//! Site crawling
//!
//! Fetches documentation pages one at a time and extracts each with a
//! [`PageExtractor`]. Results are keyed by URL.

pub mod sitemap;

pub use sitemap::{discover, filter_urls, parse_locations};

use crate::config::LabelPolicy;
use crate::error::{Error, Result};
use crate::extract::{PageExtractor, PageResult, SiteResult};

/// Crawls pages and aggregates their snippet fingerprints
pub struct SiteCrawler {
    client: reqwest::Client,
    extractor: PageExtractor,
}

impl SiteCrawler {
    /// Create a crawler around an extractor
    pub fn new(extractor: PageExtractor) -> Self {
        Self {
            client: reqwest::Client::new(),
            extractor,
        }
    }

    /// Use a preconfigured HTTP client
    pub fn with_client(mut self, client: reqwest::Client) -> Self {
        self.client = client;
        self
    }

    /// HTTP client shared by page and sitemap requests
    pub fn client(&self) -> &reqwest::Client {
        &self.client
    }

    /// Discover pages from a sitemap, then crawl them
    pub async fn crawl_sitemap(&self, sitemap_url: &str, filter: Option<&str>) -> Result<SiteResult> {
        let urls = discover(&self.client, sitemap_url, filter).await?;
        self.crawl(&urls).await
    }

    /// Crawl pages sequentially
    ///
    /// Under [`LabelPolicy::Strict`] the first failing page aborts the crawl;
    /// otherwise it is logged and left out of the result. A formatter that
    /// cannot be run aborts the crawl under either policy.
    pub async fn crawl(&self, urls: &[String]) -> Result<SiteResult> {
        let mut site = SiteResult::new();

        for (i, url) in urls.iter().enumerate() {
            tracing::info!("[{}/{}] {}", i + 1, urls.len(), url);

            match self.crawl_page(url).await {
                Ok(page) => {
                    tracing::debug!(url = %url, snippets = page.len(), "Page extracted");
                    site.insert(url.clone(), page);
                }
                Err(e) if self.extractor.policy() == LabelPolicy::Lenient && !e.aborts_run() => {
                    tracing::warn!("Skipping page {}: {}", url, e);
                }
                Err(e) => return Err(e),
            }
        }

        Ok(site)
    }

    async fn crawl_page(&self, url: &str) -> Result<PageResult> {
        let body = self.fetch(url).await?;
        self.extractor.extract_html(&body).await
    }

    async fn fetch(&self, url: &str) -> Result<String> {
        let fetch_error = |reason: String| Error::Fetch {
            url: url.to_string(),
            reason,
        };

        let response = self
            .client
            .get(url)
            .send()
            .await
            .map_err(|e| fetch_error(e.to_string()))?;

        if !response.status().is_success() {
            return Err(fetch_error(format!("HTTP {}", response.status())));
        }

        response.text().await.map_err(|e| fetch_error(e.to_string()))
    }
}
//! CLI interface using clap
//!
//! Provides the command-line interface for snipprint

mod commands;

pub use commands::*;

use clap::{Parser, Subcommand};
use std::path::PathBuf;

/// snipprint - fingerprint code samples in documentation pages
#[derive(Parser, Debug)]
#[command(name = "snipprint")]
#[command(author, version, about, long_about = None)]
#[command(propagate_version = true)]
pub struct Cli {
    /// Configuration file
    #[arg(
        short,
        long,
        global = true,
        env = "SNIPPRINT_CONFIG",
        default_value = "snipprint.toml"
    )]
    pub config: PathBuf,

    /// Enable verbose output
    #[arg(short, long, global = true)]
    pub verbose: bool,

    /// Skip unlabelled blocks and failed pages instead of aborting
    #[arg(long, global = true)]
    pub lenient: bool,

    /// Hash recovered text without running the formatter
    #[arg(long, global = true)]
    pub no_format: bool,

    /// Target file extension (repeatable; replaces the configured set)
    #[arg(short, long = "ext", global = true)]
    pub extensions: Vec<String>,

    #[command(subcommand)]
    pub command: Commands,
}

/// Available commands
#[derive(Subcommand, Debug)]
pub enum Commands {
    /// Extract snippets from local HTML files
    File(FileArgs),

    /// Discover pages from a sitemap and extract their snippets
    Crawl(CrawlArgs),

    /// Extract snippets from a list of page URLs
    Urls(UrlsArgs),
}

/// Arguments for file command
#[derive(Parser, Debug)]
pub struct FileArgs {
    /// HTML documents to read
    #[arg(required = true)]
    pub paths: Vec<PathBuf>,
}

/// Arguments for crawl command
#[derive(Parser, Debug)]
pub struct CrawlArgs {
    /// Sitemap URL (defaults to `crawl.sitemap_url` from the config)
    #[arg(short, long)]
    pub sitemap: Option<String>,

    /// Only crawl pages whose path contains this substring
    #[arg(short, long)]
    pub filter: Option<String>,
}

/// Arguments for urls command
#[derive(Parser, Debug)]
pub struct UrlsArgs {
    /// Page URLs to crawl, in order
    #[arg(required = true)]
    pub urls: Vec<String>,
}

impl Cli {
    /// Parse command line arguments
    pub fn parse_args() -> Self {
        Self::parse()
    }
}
------------
Filter the entries above down to the lines that hold the word "response", and copy those lines.

» Solution to this problem
        let response = self
        if !response.status().is_success() {
            return Err(fetch_error(format!("HTTP {}", response.status())));
        response.text().await.map_err(|e| fetch_error(e.to_string()))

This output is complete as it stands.